//! Error types for the wire codec.

/// A text-channel line that cannot be interpreted.
///
/// Apart from [`LineTooLong`](Self::LineTooLong), none of these are fatal
/// to the connection: the offending line is dropped and the stream stays
/// in text mode. An overlong line leaves the reader mid-line, so the
/// connection must be closed.
#[derive(Debug, Clone, PartialEq, Eq, thiserror::Error)]
pub enum ProtocolError {
    #[error("transfer header is missing fields: {0:?}")]
    MissingFields(String),

    #[error("transfer header has too many fields: {0:?}")]
    TooManyFields(String),

    #[error("transfer header has an empty filename")]
    EmptyFilename,

    #[error("invalid transfer size: {0:?}")]
    InvalidSize(String),

    #[error("invalid filename {name:?}: {reason}")]
    InvalidFilename { name: String, reason: &'static str },

    #[error("line exceeds {max} bytes")]
    LineTooLong { max: usize },

    #[error("text contains a line break")]
    MultilineText,
}

/// An operation attempted in a channel state that does not allow it.
#[derive(Debug, Clone, PartialEq, Eq, thiserror::Error)]
#[error("cannot {operation} while {state}")]
pub struct StateError {
    pub operation: &'static str,
    pub state: &'static str,
}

> TASK STATEMENT:
If a line in the records above holds the string "connection", copy it out.

> RESPONSE TO THE TASK:
/// to the connection: the offending line is dropped and the stream stays
/// connection must be closed.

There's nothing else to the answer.